#### RAW DATA
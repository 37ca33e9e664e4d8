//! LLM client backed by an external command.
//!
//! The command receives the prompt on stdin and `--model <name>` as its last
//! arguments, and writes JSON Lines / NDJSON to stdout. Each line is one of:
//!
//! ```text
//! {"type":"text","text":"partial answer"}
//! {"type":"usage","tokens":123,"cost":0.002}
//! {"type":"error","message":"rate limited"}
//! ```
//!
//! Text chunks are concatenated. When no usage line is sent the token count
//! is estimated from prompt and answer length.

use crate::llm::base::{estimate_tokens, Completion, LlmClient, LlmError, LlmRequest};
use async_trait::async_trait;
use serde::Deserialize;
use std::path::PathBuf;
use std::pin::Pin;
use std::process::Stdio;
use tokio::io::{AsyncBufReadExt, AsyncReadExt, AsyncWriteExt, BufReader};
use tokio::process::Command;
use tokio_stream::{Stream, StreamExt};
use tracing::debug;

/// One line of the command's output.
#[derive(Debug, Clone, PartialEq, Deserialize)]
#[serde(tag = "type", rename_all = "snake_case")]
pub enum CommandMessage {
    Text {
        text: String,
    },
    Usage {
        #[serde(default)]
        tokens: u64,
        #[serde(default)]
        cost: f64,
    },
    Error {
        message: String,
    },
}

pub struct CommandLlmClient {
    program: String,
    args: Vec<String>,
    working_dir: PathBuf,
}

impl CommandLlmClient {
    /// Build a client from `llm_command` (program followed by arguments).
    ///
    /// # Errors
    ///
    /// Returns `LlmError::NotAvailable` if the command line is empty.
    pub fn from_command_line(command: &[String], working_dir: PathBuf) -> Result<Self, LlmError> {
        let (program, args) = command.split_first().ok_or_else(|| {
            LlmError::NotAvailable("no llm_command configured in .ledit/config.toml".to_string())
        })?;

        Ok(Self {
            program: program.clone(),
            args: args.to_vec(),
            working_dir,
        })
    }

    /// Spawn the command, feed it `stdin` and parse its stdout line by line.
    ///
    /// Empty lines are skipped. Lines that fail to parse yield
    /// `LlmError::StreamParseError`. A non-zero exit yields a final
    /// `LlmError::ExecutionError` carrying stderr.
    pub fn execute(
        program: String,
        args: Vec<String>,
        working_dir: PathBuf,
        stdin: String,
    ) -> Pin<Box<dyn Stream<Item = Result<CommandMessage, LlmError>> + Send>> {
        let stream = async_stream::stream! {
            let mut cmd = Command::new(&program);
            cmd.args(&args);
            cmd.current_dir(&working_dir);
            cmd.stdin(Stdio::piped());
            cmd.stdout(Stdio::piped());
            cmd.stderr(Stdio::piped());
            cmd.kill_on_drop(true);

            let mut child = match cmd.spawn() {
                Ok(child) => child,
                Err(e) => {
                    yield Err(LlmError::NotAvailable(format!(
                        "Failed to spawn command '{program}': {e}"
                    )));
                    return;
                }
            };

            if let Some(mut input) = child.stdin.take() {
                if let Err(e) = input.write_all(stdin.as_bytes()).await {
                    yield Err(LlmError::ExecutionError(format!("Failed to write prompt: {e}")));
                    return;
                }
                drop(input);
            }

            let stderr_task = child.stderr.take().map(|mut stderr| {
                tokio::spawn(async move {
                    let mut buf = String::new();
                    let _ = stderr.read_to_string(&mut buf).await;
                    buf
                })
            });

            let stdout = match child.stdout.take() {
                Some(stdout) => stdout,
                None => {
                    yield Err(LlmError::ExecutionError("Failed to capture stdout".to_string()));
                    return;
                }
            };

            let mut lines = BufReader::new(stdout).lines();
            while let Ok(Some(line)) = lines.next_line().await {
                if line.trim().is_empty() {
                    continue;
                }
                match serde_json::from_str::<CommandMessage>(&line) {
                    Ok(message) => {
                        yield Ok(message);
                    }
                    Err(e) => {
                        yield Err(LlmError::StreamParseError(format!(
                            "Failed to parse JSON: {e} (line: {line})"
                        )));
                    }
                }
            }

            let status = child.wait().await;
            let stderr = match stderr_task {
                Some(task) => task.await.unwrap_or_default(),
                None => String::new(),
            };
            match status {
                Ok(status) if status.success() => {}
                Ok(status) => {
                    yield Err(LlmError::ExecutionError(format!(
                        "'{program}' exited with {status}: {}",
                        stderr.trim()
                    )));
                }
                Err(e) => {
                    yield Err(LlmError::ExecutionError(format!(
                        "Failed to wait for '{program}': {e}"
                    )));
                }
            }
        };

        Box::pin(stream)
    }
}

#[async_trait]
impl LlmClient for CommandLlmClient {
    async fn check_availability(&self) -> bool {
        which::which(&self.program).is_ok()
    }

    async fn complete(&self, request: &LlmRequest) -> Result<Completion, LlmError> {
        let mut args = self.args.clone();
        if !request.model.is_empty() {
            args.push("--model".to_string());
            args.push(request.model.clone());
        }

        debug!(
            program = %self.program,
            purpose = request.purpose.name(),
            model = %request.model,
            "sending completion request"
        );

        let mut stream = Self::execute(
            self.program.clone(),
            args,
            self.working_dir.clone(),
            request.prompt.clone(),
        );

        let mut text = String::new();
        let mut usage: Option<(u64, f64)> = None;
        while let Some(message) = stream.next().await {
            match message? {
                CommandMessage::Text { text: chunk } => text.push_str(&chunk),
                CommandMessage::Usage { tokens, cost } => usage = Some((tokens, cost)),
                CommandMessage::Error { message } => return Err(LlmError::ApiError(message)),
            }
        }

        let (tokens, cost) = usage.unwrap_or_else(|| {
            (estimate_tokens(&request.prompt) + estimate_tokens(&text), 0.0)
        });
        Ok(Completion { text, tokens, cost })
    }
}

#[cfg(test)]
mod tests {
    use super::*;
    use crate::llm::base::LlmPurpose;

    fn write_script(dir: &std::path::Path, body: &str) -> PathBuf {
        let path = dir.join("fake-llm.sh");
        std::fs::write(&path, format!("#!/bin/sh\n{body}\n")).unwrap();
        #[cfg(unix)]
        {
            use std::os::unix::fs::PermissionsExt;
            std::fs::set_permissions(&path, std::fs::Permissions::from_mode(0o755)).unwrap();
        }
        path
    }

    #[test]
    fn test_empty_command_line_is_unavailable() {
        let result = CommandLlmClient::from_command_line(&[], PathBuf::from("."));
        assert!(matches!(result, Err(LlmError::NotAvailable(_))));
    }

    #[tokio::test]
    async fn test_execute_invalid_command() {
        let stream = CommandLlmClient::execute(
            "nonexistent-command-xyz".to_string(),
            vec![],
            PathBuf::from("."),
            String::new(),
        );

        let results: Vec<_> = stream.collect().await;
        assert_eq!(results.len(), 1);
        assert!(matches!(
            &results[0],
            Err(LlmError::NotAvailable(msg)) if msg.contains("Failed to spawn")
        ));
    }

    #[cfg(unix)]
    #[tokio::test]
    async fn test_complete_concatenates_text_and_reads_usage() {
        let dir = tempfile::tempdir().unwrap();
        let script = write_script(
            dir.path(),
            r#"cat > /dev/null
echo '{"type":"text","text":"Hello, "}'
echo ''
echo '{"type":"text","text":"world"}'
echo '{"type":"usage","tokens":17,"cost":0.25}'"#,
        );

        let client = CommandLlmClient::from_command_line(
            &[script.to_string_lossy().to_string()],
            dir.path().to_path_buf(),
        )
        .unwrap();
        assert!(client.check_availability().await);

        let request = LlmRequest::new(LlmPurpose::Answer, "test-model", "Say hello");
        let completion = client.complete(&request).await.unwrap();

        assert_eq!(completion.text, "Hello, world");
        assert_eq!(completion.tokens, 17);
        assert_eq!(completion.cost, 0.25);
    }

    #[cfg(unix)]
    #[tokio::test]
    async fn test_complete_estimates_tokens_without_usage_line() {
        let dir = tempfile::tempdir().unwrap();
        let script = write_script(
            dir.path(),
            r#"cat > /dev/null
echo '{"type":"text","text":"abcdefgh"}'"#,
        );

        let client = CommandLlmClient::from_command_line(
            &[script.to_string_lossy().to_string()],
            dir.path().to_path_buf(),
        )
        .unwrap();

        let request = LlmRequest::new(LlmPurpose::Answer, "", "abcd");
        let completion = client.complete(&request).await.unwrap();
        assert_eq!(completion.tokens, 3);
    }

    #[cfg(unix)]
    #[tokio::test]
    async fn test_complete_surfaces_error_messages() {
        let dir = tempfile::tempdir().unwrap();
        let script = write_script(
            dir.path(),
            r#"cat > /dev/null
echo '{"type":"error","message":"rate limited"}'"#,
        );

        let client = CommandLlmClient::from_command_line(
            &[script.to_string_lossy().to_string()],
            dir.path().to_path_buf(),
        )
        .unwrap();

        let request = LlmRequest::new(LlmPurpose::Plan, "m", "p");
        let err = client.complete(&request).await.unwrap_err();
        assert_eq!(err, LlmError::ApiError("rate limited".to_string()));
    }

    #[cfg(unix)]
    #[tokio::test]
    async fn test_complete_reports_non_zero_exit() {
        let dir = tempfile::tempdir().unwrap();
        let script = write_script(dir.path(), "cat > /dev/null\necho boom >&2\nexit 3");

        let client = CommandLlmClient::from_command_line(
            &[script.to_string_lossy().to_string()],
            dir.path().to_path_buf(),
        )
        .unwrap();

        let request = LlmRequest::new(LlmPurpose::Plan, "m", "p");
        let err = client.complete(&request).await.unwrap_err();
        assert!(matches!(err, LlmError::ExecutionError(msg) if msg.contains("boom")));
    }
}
########
#### RAW DATA
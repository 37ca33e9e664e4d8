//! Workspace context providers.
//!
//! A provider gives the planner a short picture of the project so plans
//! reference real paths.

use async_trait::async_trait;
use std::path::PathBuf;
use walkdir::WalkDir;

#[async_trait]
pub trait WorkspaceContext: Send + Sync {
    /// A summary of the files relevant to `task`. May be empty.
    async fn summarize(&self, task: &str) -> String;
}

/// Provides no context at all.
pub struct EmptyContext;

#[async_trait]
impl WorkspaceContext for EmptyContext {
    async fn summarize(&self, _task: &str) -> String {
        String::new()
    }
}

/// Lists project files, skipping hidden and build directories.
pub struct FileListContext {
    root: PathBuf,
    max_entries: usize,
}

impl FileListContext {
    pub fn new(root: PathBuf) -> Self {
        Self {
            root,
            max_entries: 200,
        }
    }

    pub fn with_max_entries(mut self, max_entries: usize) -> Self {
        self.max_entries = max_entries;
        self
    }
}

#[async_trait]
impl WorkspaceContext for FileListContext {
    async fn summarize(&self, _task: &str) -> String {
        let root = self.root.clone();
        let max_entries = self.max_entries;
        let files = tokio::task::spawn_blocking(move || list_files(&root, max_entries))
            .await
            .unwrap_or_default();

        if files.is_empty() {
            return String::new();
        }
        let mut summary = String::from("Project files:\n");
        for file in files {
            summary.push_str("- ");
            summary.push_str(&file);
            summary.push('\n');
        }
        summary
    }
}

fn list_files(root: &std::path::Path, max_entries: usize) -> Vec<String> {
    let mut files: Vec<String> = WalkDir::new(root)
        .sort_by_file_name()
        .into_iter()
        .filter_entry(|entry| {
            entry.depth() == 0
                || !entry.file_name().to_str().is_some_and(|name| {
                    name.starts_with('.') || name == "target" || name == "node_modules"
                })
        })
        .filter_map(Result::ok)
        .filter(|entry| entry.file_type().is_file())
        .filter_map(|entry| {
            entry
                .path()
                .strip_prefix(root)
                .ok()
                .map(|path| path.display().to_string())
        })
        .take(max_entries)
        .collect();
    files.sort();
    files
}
########
Where a line of the records contains the word "args", copy that line.

**RESULT OF THE EXERCISE**
    args: Vec<String>,
        let (program, args) = command.split_first().ok_or_else(|| {
            args: args.to_vec(),
        args: Vec<String>,
            cmd.args(&args);
        let mut args = self.args.clone();
            args.push("--model".to_string());
            args.push(request.model.clone());
            args,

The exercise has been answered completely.